Can you use wood pellets with the small animals, I use it with my horses and take a bag home for the rabbit! 

Pah sell them for £10 but mine is same size and cost £3.30!


----------



## thedogsmother (Aug 28, 2008)

LostGirl said:


> I cant get ANYTHING in plymouth at all safe bedding wise so I have to order everything on line (huge pain in the bum!)

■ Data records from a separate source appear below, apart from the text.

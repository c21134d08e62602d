use crate::error::{Error, Result};
use dotenvy::dotenv;
use std::env;
use std::sync::OnceLock;
use std::time::Duration;

#[derive(Debug, Clone)]
pub struct Config {
    pub server_address: String,
    pub database_url: Option<String>,
    pub exam_api_base_url: String,
    pub exam_api_token: Option<String>,
    pub submit_max_attempts: u32,
    pub submit_retry_backoff_ms: u64,
    pub staging_retention_hours: i64,
    pub bucket_layouts_file: Option<String>,
    pub json_logs: bool,
}

pub static CONFIG: OnceLock<Config> = OnceLock::new();

impl Config {
    pub fn from_env() -> Result<Self> {
        dotenv().ok();

        Ok(Self {
            server_address: get_env("SERVER_ADDRESS")?,
            database_url: get_env_opt("DATABASE_URL"),
            exam_api_base_url: get_env("EXAM_API_BASE_URL")?,
            exam_api_token: get_env_opt("EXAM_API_TOKEN"),
            submit_max_attempts: get_env_parse_or("SUBMIT_MAX_ATTEMPTS", 3)?,
            submit_retry_backoff_ms: get_env_parse_or("SUBMIT_RETRY_BACKOFF_MS", 500)?,
            staging_retention_hours: get_env_parse_or("STAGING_RETENTION_HOURS", 48)?,
            bucket_layouts_file: get_env_opt("BUCKET_LAYOUTS_FILE"),
            json_logs: get_env_opt("LOG_FORMAT").is_some_and(|v| v.eq_ignore_ascii_case("json")),
        })
    }

    pub fn retry_backoff(&self) -> Duration {
        Duration::from_millis(self.submit_retry_backoff_ms)
    }

    pub fn staging_retention(&self) -> chrono::Duration {
        chrono::Duration::hours(self.staging_retention_hours)
    }
}

fn get_env(name: &str) -> Result<String> {
    env::var(name).map_err(|_| Error::Config(format!("Missing environment variable: {}", name)))
}

fn get_env_opt(name: &str) -> Option<String> {
    env::var(name).ok().filter(|v| !v.trim().is_empty())
}

fn get_env_parse_or<T>(name: &str, default: T) -> Result<T>
where
    T: std::str::FromStr,
    T::Err: std::fmt::Display,
{
    match get_env_opt(name) {
        Some(raw) => raw
            .parse()
            .map_err(|e| Error::Config(format!("Invalid value for {}: {}", name, e))),
        None => Ok(default),
    }
}

pub fn init_config() -> Result<()> {
    let config = Config::from_env()?;
    CONFIG
        .set(config)
        .map_err(|_| Error::Config("Configuration has already been initialized".to_string()))?;
    Ok(())
}

pub fn get_config() -> &'static Config {
    CONFIG
        .get()
        .expect("Configuration has not been initialized")
}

I looked for Aubiose in Plymouth about a year ago, I was trying to find some for a friend who lives there, its an aubiose blackspot isnt it, I couldnt find it anywhere


----------



## LostGirl (Jan 16, 2009)

no horse shops that i know of  

yep plymouth sucks for anything small animal based


----------



## Snippet (Apr 14, 2011)

You could see if a petshop would order in a bale for you. It might work out cheaper.


----------



## LostGirl (Jan 16, 2009)

I may have found a place   

am going to take a trip down next week and see what they have yeahy!


----------



## blade100 (Aug 24, 2009)

This might help 
AUBIOSE HEMP BEDDING 20KG | Horse Bedding | GJW Titmuss

I tried it and didn't like it to me it looks like tiny splinters and it stuck right in my carpets.
Megazorb is a lot softer than this stuff.


----------



## LostGirl (Jan 16, 2009)

Thanks I'm think I've found somewhere local I hate having to pay nearly as much postage as the item is. Hence trying to find it local then it's just hubby's petrol lol 

My carpets are rubbish as its a rented place they are the thin as paper office type so I'm not to fussed and long as the dyson can suck it up


----------



## chrisd (Aug 25, 2011)

thedogsmother said:


> I use aubiose for the gerbils, its great and I cant really fault it, it isnt the softest thing in the world but I wouldnt call it hard either. I used it for the rats and mice for ages and Id be using it now if the shredded paper wasnt working out so well. The only downside for some people is that it can be a bit tricky to get hold of.


Can shredded paper be used even if it has ink on it?


----------



## thedogsmother (Aug 28, 2008)

chrisd said:


> Can shredded paper be used even if it has ink on it?


Apparently its very safe, they arent allowed to use it if it isnt safe for humans so I think it must be safe for the fuzzies .


----------